* **Requirement**
Output the records exactly, with no line skipped.

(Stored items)
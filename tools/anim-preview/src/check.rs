//! # check 命令
//!
//! 批量校验动画定义文件。
//!
//! 定义文件为 JSON 数组：
//!
//! ```text
//! [
//!   { "name": "welcome", "effect": "shine", "params": "[1;2;3][4;5;6][7;8;9][&a;&1]Welcome" },
//!   { "name": "timer",   "effect": "count_down", "params": "[1;2;3]10" }
//! ]
//! ```

use std::fs;
use std::path::{Path, PathBuf};

use anyhow::Context;
use serde::Deserialize;
use title_anim::{Animation, Effect, FrameSource};
use tracing::debug;
use walkdir::WalkDir;

/// 单条动画定义
#[derive(Debug, Clone, Deserialize)]
pub struct AnimationDef {
    pub name: String,
    pub effect: String,
    pub params: String,
}

/// 校验失败的定义
#[derive(Debug, Clone, PartialEq, Eq)]
pub struct CheckFailure {
    pub file: PathBuf,
    pub name: String,
    pub message: String,
}

/// 校验结果
#[derive(Debug, Default)]
pub struct CheckReport {
    /// 检查的文件数量
    pub files_checked: usize,
    /// 通过校验的定义：(名称, 总帧数)
    pub passed: Vec<(String, usize)>,
    /// 校验失败的定义
    pub failures: Vec<CheckFailure>,
}

impl CheckReport {
    pub fn is_ok(&self) -> bool {
        self.failures.is_empty()
    }
}

/// 校验单条定义，返回总帧数
pub fn check_def(def: &AnimationDef) -> anyhow::Result<usize> {
    let effect: Effect = def.effect.parse()?;
    let anim = Animation::prepare(effect, &def.params)?;
    Ok(anim.frame_count())
}

/// 收集路径下的定义文件
fn collect_files(path: &Path) -> Vec<PathBuf> {
    if path.is_file() {
        return vec![path.to_path_buf()];
    }

    let mut files: Vec<PathBuf> = WalkDir::new(path)
        .into_iter()
        .filter_map(Result::ok)
        .filter(|e| e.file_type().is_file())
        .map(walkdir::DirEntry::into_path)
        .filter(|p| p.extension().is_some_and(|ext| ext == "json"))
        .collect();
    files.sort();
    files
}

/// 校验路径（文件或目录）下的全部定义
pub fn check_path(path: &Path) -> anyhow::Result<CheckReport> {
    if !path.exists() {
        anyhow::bail!("路径不存在: {}", path.display());
    }

    let mut report = CheckReport::default();
    for file in collect_files(path) {
        let content = fs::read_to_string(&file)
            .with_context(|| format!("读取失败: {}", file.display()))?;
        let defs: Vec<AnimationDef> = serde_json::from_str(&content)
            .with_context(|| format!("定义文件格式错误: {}", file.display()))?;

        debug!(file = %file.display(), count = defs.len(), "检查定义文件");
        report.files_checked += 1;

        for def in defs {
            match check_def(&def) {
                Ok(frames) => report.passed.push((def.name, frames)),
                Err(e) => report.failures.push(CheckFailure {
                    file: file.clone(),
                    name: def.name,
                    message: format!("{e:#}"),
                }),
            }
        }
    }
    Ok(report)
}

#[cfg(test)]
mod tests {
    use super::*;

    fn def(name: &str, effect: &str, params: &str) -> AnimationDef {
        AnimationDef {
            name: name.to_string(),
            effect: effect.to_string(),
            params: params.to_string(),
        }
    }

    #[test]
    fn test_check_def() {
        assert_eq!(check_def(&def("a", "count_down", "[1;2;3]10")).unwrap(), 10);
        assert_eq!(
            check_def(&def("b", "shine", "[1;2;3][4;5;6][7;8;9][&a;&1]Test String")).unwrap(),
            15
        );
        assert!(check_def(&def("c", "sparkle", "[1;2;3]Hi")).is_err());
        assert!(check_def(&def("d", "count_up", "[1;2;3]abc")).is_err());
    }

    #[test]
    fn test_check_directory() {
        let dir = tempfile::tempdir().unwrap();
        fs::write(
            dir.path().join("good.json"),
            r#"[{ "name": "timer", "effect": "count_down", "params": "[1;2;3]5" }]"#,
        )
        .unwrap();
        fs::create_dir(dir.path().join("nested")).unwrap();
        fs::write(
            dir.path().join("nested/mixed.json"),
            r#"[
                { "name": "intro", "effect": "text_write", "params": "[1;2;3]Hi" },
                { "name": "broken", "effect": "shine", "params": "[1;2;3]Hi" }
            ]"#,
        )
        .unwrap();
        fs::write(dir.path().join("notes.txt"), "ignored").unwrap();

        let report = check_path(dir.path()).unwrap();
        assert_eq!(report.files_checked, 2);
        assert_eq!(report.passed.len(), 2);
        assert!(report.passed.contains(&("timer".to_string(), 5)));
        assert!(report.passed.contains(&("intro".to_string(), 3)));
        assert_eq!(report.failures.len(), 1);
        assert_eq!(report.failures[0].name, "broken");
        assert!(!report.is_ok());
    }

    #[test]
    fn test_check_missing_path() {
        let dir = tempfile::tempdir().unwrap();
        assert!(check_path(&dir.path().join("nope")).is_err());
    }
}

* **Answer to this exercise**
filename tools/anim-preview/src/check.rs
//! # check 命令
//!
//! 批量校验动画定义文件。
//!
//! 定义文件为 JSON 数组：
//!
//! ```text
//! [
//!   { "name": "welcome", "effect": "shine", "params": "[1;2;3][4;5;6][7;8;9][&a;&1]Welcome" },
//!   { "name": "timer",   "effect": "count_down", "params": "[1;2;3]10" }
//! ]
//! ```

use std::fs;
use std::path::{Path, PathBuf};

use anyhow::Context;
use serde::Deserialize;
use title_anim::{Animation, Effect, FrameSource};
use tracing::debug;
use walkdir::WalkDir;

/// 单条动画定义
#[derive(Debug, Clone, Deserialize)]
pub struct AnimationDef {
    pub name: String,
    pub effect: String,
    pub params: String,
}

/// 校验失败的定义
#[derive(Debug, Clone, PartialEq, Eq)]
pub struct CheckFailure {
    pub file: PathBuf,
    pub name: String,
    pub message: String,
}

/// 校验结果
#[derive(Debug, Default)]
pub struct CheckReport {
    /// 检查的文件数量
    pub files_checked: usize,
    /// 通过校验的定义：(名称, 总帧数)
    pub passed: Vec<(String, usize)>,
    /// 校验失败的定义
    pub failures: Vec<CheckFailure>,
}

impl CheckReport {
    pub fn is_ok(&self) -> bool {
        self.failures.is_empty()
    }
}

/// 校验单条定义，返回总帧数
pub fn check_def(def: &AnimationDef) -> anyhow::Result<usize> {
    let effect: Effect = def.effect.parse()?;
    let anim = Animation::prepare(effect, &def.params)?;
    Ok(anim.frame_count())
}

/// 收集路径下的定义文件
fn collect_files(path: &Path) -> Vec<PathBuf> {
    if path.is_file() {
        return vec![path.to_path_buf()];
    }

    let mut files: Vec<PathBuf> = WalkDir::new(path)
        .into_iter()
        .filter_map(Result::ok)
        .filter(|e| e.file_type().is_file())
        .map(walkdir::DirEntry::into_path)
        .filter(|p| p.extension().is_some_and(|ext| ext == "json"))
        .collect();
    files.sort();
    files
}

/// 校验路径（文件或目录）下的全部定义
pub fn check_path(path: &Path) -> anyhow::Result<CheckReport> {
    if !path.exists() {
        anyhow::bail!("路径不存在: {}", path.display());
    }

    let mut report = CheckReport::default();
    for file in collect_files(path) {
        let content = fs::read_to_string(&file)
            .with_context(|| format!("读取失败: {}", file.display()))?;
        let defs: Vec<AnimationDef> = serde_json::from_str(&content)
            .with_context(|| format!("定义文件格式错误: {}", file.display()))?;

        debug!(file = %file.display(), count = defs.len(), "检查定义文件");
        report.files_checked += 1;

        for def in defs {
            match check_def(&def) {
                Ok(frames) => report.passed.push((def.name, frames)),
                Err(e) => report.failures.push(CheckFailure {
                    file: file.clone(),
                    name: def.name,
                    message: format!("{e:#}"),
                }),
            }
        }
    }
    Ok(report)
}

#[cfg(test)]
mod tests {
    use super::*;

    fn def(name: &str, effect: &str, params: &str) -> AnimationDef {
        AnimationDef {
            name: name.to_string(),
            effect: effect.to_string(),
            params: params.to_string(),
        }
    }

    #[test]
    fn test_check_def() {
        assert_eq!(check_def(&def("a", "count_down", "[1;2;3]10")).unwrap(), 10);
        assert_eq!(
            check_def(&def("b", "shine", "[1;2;3][4;5;6][7;8;9][&a;&1]Test String")).unwrap(),
            15
        );
        assert!(check_def(&def("c", "sparkle", "[1;2;3]Hi")).is_err());
        assert!(check_def(&def("d", "count_up", "[1;2;3]abc")).is_err());
    }

    #[test]
    fn test_check_directory() {
        let dir = tempfile::tempdir().unwrap();
        fs::write(
            dir.path().join("good.json"),
            r#"[{ "name": "timer", "effect": "count_down", "params": "[1;2;3]5" }]"#,
        )
        .unwrap();
        fs::create_dir(dir.path().join("nested")).unwrap();
        fs::write(
            dir.path().join("nested/mixed.json"),
            r#"[
                { "name": "intro", "effect": "text_write", "params": "[1;2;3]Hi" },
                { "name": "broken", "effect": "shine", "params": "[1;2;3]Hi" }
            ]"#,
        )
        .unwrap();
        fs::write(dir.path().join("notes.txt"), "ignored").unwrap();

        let report = check_path(dir.path()).unwrap();
        assert_eq!(report.files_checked, 2);
        assert_eq!(report.passed.len(), 2);
        assert!(report.passed.contains(&("timer".to_string(), 5)));
        assert!(report.passed.contains(&("intro".to_string(), 3)));
        assert_eq!(report.failures.len(), 1);
        assert_eq!(report.failures[0].name, "broken");
        assert!(!report.is_ok());
    }

    #[test]
    fn test_check_missing_path() {
        let dir = tempfile::tempdir().unwrap();
        assert!(check_path(&dir.path().join("nope")).is_err());
    }
}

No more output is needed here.